This. A^2 + B^2 = C^2

You can solve for the hypotenuse if you know what A and B are.

1^2 + (1+2)^2 = [square root of "10"]^2
1 + 9 = 10

Then again it's been years since I've been in school so this is just what I remember.

>doing underage anon's homework

>>25953702
>>25953659

x^2 + [(x* 2*2)+ x^2]+4 = 10
x^2 + [(x* 2*2)+ x^2] = 6
x^2 + [(x*4) +x^2] = 6
2x^2 + 4x = 6

>>25953642
The first step to become a smart ass. Good job.

x^2+(x+2)^2=10
2x^2+4x-6=0
x^2+2x-3=0
(x+3)(x-1)
x=1

>>25953544
x=sqrt10/2
(x+2)=sqrt30/2

OP is a faggot though.

>>25953865
>The first step to become a smart ass. Good job.
Good English m8

>>25953544

We first of all consider that st10 is approximately 3.16. Without any further checks, it immediately /seems/ reasonable that a length and two added to it, may comprise the legs of some right triangle together with st10. But I won't check this since the point right now is for me to work mentally, and write this post.

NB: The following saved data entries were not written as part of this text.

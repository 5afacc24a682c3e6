// src/render/modern.rs
//! Inverted header with a two-column body: Work Experience and Education on
//! the left, Skills on the right

use super::markup::{self, escape_html};
use crate::picture_path::SafePicturePath;
use crate::types::ResumeRecord;

pub fn render(record: &ResumeRecord, picture: Option<SafePicturePath<'_>>) -> String {
    let mut out = String::new();

    out.push_str("<div class=\"resume-template resume-template-2\">\n");

    out.push_str("<header class=\"resume-header-modern\">\n");
    out.push_str("<div class=\"resume-identity\">\n");
    out.push_str(&format!(
        "<h1 class=\"resume-name\">{}</h1>\n",
        escape_html(&record.name)
    ));
    out.push_str(&format!(
        "<p class=\"resume-contact\">{} | {}</p>\n",
        escape_html(&record.email),
        escape_html(&record.phone)
    ));
    if record.has_address() {
        out.push_str(&format!(
            "<p class=\"resume-contact\">{}</p>\n",
            escape_html(&record.address)
        ));
    }
    out.push_str("</div>\n");
    markup::picture(&mut out, picture, "resume-photo-modern");
    out.push_str("</header>\n");

    // Table keeps the columns side by side in HTML-to-PDF engines too
    out.push_str("<table class=\"resume-body-modern\">\n<tr>\n");

    out.push_str("<td class=\"resume-column-main\">\n");
    out.push_str("<section class=\"resume-section resume-work\">\n");
    out.push_str("<h2 class=\"resume-section-title\">Work Experience</h2>\n");
    out.push_str(&format!(
        "<p><strong>{}</strong></p>\n",
        escape_html(&record.work.position)
    ));
    out.push_str(&format!("<p>{}</p>\n", escape_html(&record.work.company)));
    out.push_str(&format!(
        "<p class=\"resume-muted\">{}</p>\n",
        escape_html(&record.work.years)
    ));
    out.push_str("</section>\n");
    out.push_str("<section class=\"resume-section resume-education\">\n");
    out.push_str("<h2 class=\"resume-section-title\">Education</h2>\n");
    out.push_str(&format!(
        "<p><strong>{}</strong></p>\n",
        escape_html(&record.education.degree)
    ));
    out.push_str(&format!("<p>{}</p>\n", escape_html(&record.education.school)));
    out.push_str(&format!(
        "<p class=\"resume-muted\">{}</p>\n",
        escape_html(&record.education.year)
    ));
    out.push_str("</section>\n");
    out.push_str("</td>\n");

    out.push_str("<td class=\"resume-column-side\">\n");
    markup::skills(&mut out, &record.skills_list(), "resume-skills-list-modern");
    out.push_str("</td>\n");

    out.push_str("</tr>\n</table>\n");
    out.push_str("</div>\n");
    out
}
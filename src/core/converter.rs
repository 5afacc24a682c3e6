// src/core/converter.rs
//! HTML to PDF conversion through an external program or HTTP service

use reqwest::multipart::{Form, Part};
use std::process::Stdio;
use std::sync::Arc;
use std::time::Duration;
use tokio::io::AsyncWriteExt;
use tokio::process::Command;
use tracing::{error, info, trace};

use crate::environment::{ConverterConfig, ConverterKind};
use crate::error::ConversionError;
use crate::render::DocumentMetadata;

const CONVERT_HTML_ENDPOINT: &str = "/forms/chromium/convert/html";

#[rocket::async_trait]
pub trait DocumentConverter: Send + Sync {
    async fn convert(
        &self,
        markup: &str,
        metadata: &DocumentMetadata,
    ) -> Result<Vec<u8>, ConversionError>;
}

pub fn converter_from_config(
    config: &ConverterConfig,
) -> Result<Arc<dyn DocumentConverter>, ConversionError> {
    let converter: Arc<dyn DocumentConverter> = match config.kind {
        ConverterKind::Command => Arc::new(
            CommandConverter::new(config.program.clone(), config.timeout_seconds)
                .with_args(config.args.clone()),
        ),
        ConverterKind::Service => Arc::new(ServiceConverter::new(
            config.service_url.clone(),
            config.timeout_seconds,
        )?),
    };
    Ok(converter)
}

/// Runs e.g. `wkhtmltopdf --quiet --title <title> - -`
pub struct CommandConverter {
    program: String,
    args: Vec<String>,
    timeout_seconds: u64,
}

impl CommandConverter {
    pub fn new(program: String, timeout_seconds: u64) -> Self {
        Self {
            program,
            args: Vec::new(),
            timeout_seconds,
        }
    }

    /// Leading arguments, e.g. a wrapper like `xvfb-run -a wkhtmltopdf`
    pub fn with_args(mut self, args: Vec<String>) -> Self {
        self.args = args;
        self
    }
}

#[rocket::async_trait]
impl DocumentConverter for CommandConverter {
    async fn convert(
        &self,
        markup: &str,
        metadata: &DocumentMetadata,
    ) -> Result<Vec<u8>, ConversionError> {
        info!("Converting document with {}", self.program);

        let spawn_error = |source| ConversionError::Spawn {
            program: self.program.clone(),
            source,
        };

        let mut child = Command::new(&self.program)
            .args(&self.args)
            .arg("--quiet")
            .arg("--title")
            .arg(&metadata.title)
            .arg("-")
            .arg("-")
            .stdin(Stdio::piped())
            .stdout(Stdio::piped())
            .stderr(Stdio::piped())
            .kill_on_drop(true)
            .spawn()
            .map_err(spawn_error)?;

        // Feed stdin while collecting stdout, both under the timeout
        let mut stdin = child.stdin.take();
        let feed_stdin = async move {
            if let Some(stdin) = stdin.as_mut() {
                stdin.write_all(markup.as_bytes()).await?;
            }
            Ok::<(), std::io::Error>(())
        };

        let run = async move { tokio::join!(feed_stdin, child.wait_with_output()) };
        let (fed, output) = tokio::time::timeout(Duration::from_secs(self.timeout_seconds), run)
            .await
            .map_err(|_| {
                error!("{} timed out after {}s", self.program, self.timeout_seconds);
                ConversionError::Timeout(self.timeout_seconds)
            })?;
        let output = output.map_err(spawn_error)?;

        if !output.status.success() {
            let stderr = String::from_utf8_lossy(&output.stderr).trim().to_string();
            error!("{} failed: {}", self.program, stderr);
            return Err(ConversionError::Failed {
                status: output.status.to_string(),
                stderr,
            });
        }

        fed.map_err(spawn_error)?;

        if output.stdout.is_empty() {
            return Err(ConversionError::EmptyOutput);
        }

        trace!("Converter produced {} bytes", output.stdout.len());
        Ok(output.stdout)
    }
}

/// Posts the document to a Gotenberg-compatible conversion service
pub struct ServiceConverter {
    client: reqwest::Client,
    base_url: String,
}

impl ServiceConverter {
    pub fn new(base_url: String, timeout_seconds: u64) -> Result<Self, ConversionError> {
        let client = reqwest::Client::builder()
            .timeout(Duration::from_secs(timeout_seconds))
            .build()?;

        Ok(Self {
            client,
            base_url: base_url.trim_end_matches('/').to_string(),
        })
    }
}

#[rocket::async_trait]
impl DocumentConverter for ServiceConverter {
    async fn convert(
        &self,
        markup: &str,
        metadata: &DocumentMetadata,
    ) -> Result<Vec<u8>, ConversionError> {
        let url = format!("{}{}", self.base_url, CONVERT_HTML_ENDPOINT);

        let metadata_json = serde_json::json!({
            "Title": metadata.title,
            "Author": metadata.author,
            "Creator": metadata.creator,
        });

        let form = Form::new()
            .part(
                "files",
                Part::text(markup.to_string())
                    .file_name("index.html")
                    .mime_str("text/html")?,
            )
            .text("metadata", metadata_json.to_string());

        info!("Calling conversion service: {}", url);

        let response = self.client.post(&url).multipart(form).send().await?;

        let status = response.status();
        trace!("Response status: {}", status);

        if !status.is_success() {
            let body = response
                .text()
                .await
                .unwrap_or_else(|_| "Unknown error".to_string());
            error!("Conversion service error response: {}", body);
            return Err(ConversionError::ServiceStatus {
                status: status.as_u16(),
                body,
            });
        }

        let bytes = response.bytes().await?;
        if bytes.is_empty() {
            return Err(ConversionError::EmptyOutput);
        }
        Ok(bytes.to_vec())
    }
}

#[cfg(test)]
mod tests {
    use super::*;

    fn metadata() -> DocumentMetadata {
        DocumentMetadata {
            title: "Resume - Test".to_string(),
            author: "Test".to_string(),
            creator: "Resume Builder".to_string(),
        }
    }

    #[tokio::test]
    async fn test_missing_program_is_a_spawn_error() {
        let converter = CommandConverter::new("definitely-not-a-real-converter".to_string(), 5);
        let err = converter.convert("<p>x</p>", &metadata()).await.unwrap_err();
        assert!(matches!(err, ConversionError::Spawn { .. }));
    }

    fn shell(script: &str, timeout_seconds: u64) -> CommandConverter {
        CommandConverter::new("sh".to_string(), timeout_seconds)
            .with_args(vec!["-c".to_string(), script.to_string()])
    }

    #[tokio::test]
    async fn test_failing_program_reports_status() {
        let converter = shell("echo 'render failed' >&2; exit 3", 5);
        let err = converter.convert("<p>x</p>", &metadata()).await.unwrap_err();
        match err {
            ConversionError::Failed { status, stderr } => {
                assert!(status.contains('3'), "{status}");
                assert_eq!(stderr, "render failed");
            }
            other => panic!("expected Failed, got {other:?}"),
        }
    }

    #[tokio::test]
    async fn test_stdout_is_returned() {
        let converter = shell("cat", 5);
        let pdf = converter.convert("<p>x</p>", &metadata()).await.unwrap();
        assert_eq!(pdf, b"<p>x</p>");
    }

    #[tokio::test]
    async fn test_timeout_covers_stalled_input() {
        // Never reads stdin, so a large document fills the pipe
        let converter = shell("exec sleep 30", 1);
        let markup = "x".repeat(4 * 1024 * 1024);

        let started = std::time::Instant::now();
        let err = converter.convert(&markup, &metadata()).await.unwrap_err();
        assert!(matches!(err, ConversionError::Timeout(1)), "{err:?}");
        assert!(started.elapsed() < Duration::from_secs(10));
    }

    #[tokio::test]
    async fn test_empty_output_is_rejected() {
        let converter = shell("cat > /dev/null", 5);
        let err = converter.convert("<p>x</p>", &metadata()).await.unwrap_err();
        assert!(matches!(err, ConversionError::EmptyOutput));
    }

    #[test]
    fn test_service_url_is_normalized() {
        let converter = ServiceConverter::new("http://localhost:3000/".to_string(), 5).unwrap();
        assert_eq!(converter.base_url, "http://localhost:3000");
    }
}
// src/core/session.rs
//! Per-browser session state for the three-step flow

use chrono::{DateTime, Duration, Utc};
use serde::de::DeserializeOwned;
use serde::Serialize;
use std::collections::HashMap;
use std::sync::Mutex;
use tracing::{debug, info, warn};

use crate::error::FlowError;
use crate::types::{ResumeRecord, TemplateSelector};

pub const RESUME_KEY: &str = "resume_data";
pub const TEMPLATE_KEY: &str = "resume_template";

/// Key/value state of one user session. Values are replaced wholesale.
#[derive(Debug, Clone, Default)]
pub struct SessionState {
    values: HashMap<String, serde_json::Value>,
}

impl SessionState {
    pub fn get<T: DeserializeOwned>(&self, key: &str) -> Option<T> {
        let value = self.values.get(key)?;
        match serde_json::from_value(value.clone()) {
            Ok(decoded) => Some(decoded),
            Err(e) => {
                warn!("Discarding undecodable session value {}: {}", key, e);
                None
            }
        }
    }

    pub fn set<T: Serialize>(&mut self, key: &str, value: &T) -> Result<(), FlowError> {
        self.values
            .insert(key.to_string(), serde_json::to_value(value)?);
        Ok(())
    }

    pub fn is_empty(&self) -> bool {
        self.values.is_empty()
    }

    pub fn record(&self) -> Option<ResumeRecord> {
        self.get(RESUME_KEY)
    }

    /// The record, or `StateMissing` when the details step was not completed
    pub fn require_record(&self) -> Result<ResumeRecord, FlowError> {
        self.record().ok_or(FlowError::StateMissing)
    }

    pub fn set_record(&mut self, record: &ResumeRecord) -> Result<(), FlowError> {
        self.set(RESUME_KEY, record)
    }

    pub fn template(&self) -> Option<TemplateSelector> {
        self.get(TEMPLATE_KEY)
    }

    pub fn set_template(&mut self, template: TemplateSelector) -> Result<(), FlowError> {
        self.set(TEMPLATE_KEY, &template)
    }
}

struct SessionEntry {
    state: SessionState,
    last_seen: DateTime<Utc>,
}

/// All live sessions, keyed by the id held in the session cookie
pub struct SessionStore {
    sessions: Mutex<HashMap<String, SessionEntry>>,
    ttl: Duration,
}

impl SessionStore {
    pub fn new(ttl: Duration) -> Self {
        Self {
            sessions: Mutex::new(HashMap::new()),
            ttl,
        }
    }

    /// Snapshot of the session. Unknown or expired ids start out empty.
    pub fn load(&self, session_id: &str) -> SessionState {
        self.load_at(session_id, Utc::now())
    }

    /// Replace the whole session state; the last writer wins
    pub fn save(&self, session_id: &str, state: SessionState) {
        self.save_at(session_id, state, Utc::now())
    }

    pub fn clear(&self, session_id: &str) {
        if self.lock().remove(session_id).is_some() {
            info!("Cleared session {}", session_id);
        }
    }

    pub fn len(&self) -> usize {
        self.lock().len()
    }

    pub fn is_empty(&self) -> bool {
        self.len() == 0
    }

    fn load_at(&self, session_id: &str, now: DateTime<Utc>) -> SessionState {
        let mut sessions = self.lock();
        self.purge_expired(&mut sessions, now);

        match sessions.get_mut(session_id) {
            Some(entry) => {
                entry.last_seen = now;
                entry.state.clone()
            }
            None => {
                debug!("Starting empty session {}", session_id);
                SessionState::default()
            }
        }
    }

    fn save_at(&self, session_id: &str, state: SessionState, now: DateTime<Utc>) {
        let mut sessions = self.lock();
        self.purge_expired(&mut sessions, now);
        sessions.insert(
            session_id.to_string(),
            SessionEntry {
                state,
                last_seen: now,
            },
        );
    }

    fn purge_expired(&self, sessions: &mut HashMap<String, SessionEntry>, now: DateTime<Utc>) {
        let before = sessions.len();
        sessions.retain(|_, entry| now - entry.last_seen <= self.ttl);
        let expired = before - sessions.len();
        if expired > 0 {
            info!("Expired {} idle sessions", expired);
        }
    }

    fn lock(&self) -> std::sync::MutexGuard<'_, HashMap<String, SessionEntry>> {
        // Poisoned state is plain data and stays usable
        self.sessions
            .lock()
            .unwrap_or_else(|poisoned| poisoned.into_inner())
    }
}

#[cfg(test)]
mod tests {
    use super::*;
    use crate::types::resume::sample_record;

    #[test]
    fn test_state_get_set() {
        let mut state = SessionState::default();
        assert!(state.is_empty());
        assert!(matches!(state.require_record(), Err(FlowError::StateMissing)));
        assert_eq!(state.template(), None);

        let record = sample_record();
        state.set_record(&record).unwrap();
        state.set_template(TemplateSelector::Modern).unwrap();

        assert_eq!(state.require_record().unwrap(), record);
        assert_eq!(state.template(), Some(TemplateSelector::Modern));
    }

    #[test]
    fn test_set_replaces_previous_record() {
        let mut state = SessionState::default();
        let mut record = sample_record();
        state.set_record(&record).unwrap();

        record.name = "Grace Hopper".to_string();
        state.set_record(&record).unwrap();
        assert_eq!(state.record().unwrap().name, "Grace Hopper");
    }

    #[test]
    fn test_store_roundtrip_and_isolation() {
        let store = SessionStore::new(Duration::minutes(30));
        let mut state = store.load("a");
        state.set_template(TemplateSelector::Modern).unwrap();
        store.save("a", state);

        assert_eq!(store.load("a").template(), Some(TemplateSelector::Modern));
        assert!(store.load("b").is_empty());
        assert_eq!(store.len(), 1);

        store.clear("a");
        assert!(store.is_empty());
    }

    #[test]
    fn test_idle_sessions_expire() {
        let store = SessionStore::new(Duration::minutes(30));
        let start = Utc::now();

        let mut state = SessionState::default();
        state.set_template(TemplateSelector::Modern).unwrap();
        store.save_at("a", state, start);

        let later = start + Duration::minutes(10);
        assert_eq!(store.load_at("a", later).template(), Some(TemplateSelector::Modern));

        let much_later = later + Duration::minutes(31);
        assert!(store.load_at("a", much_later).is_empty());
        assert!(store.is_empty());
    }
}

OTTOMH (and without using paper), The Pythagorean Theorem, together with immediate re-arrangement of the constant term, gives

2x^2 + 4x - 6 = 0

From here, it remains to solve for x, using the quadratic formula, which will produce two results. If either result is anything other than a positive real number (say, a negative number, or a non-real complex number), then we will be obliged to reject it, and OP's construction. Presenting scattered steps-in-progress of the QF gives

(-4 +- st(16+48) ) / 4 = (-4 +- 8) / 4 = 1 OR -3.

We reject the negative result per the above, and conclude that x = 1 (or, -3)!. Moreover, this bears inspection: 1 + 9 = 10. Interestingly, note that the negative case is "complementary", a la a unit circle describing trig results as it moves around a quadrant. In this sense, the negative result is not an absurdity, which does yet sometimes happen when dealing with quadratics in "ordinary" contexts.

( I was eventually obliged to use quick pen-and-paper, sadly, as I'd forgotten the "2a" term in the demoninator and it bugged my autism. But the point is that OP's problem has a literal, real solution, as well as a complementary negative solution, and is not a trick question. )

>>25953544
No. I can't find your x.
I don't know y she left either

>>25954237
>robots doing math

this makes me mad. Also your answer is wrong.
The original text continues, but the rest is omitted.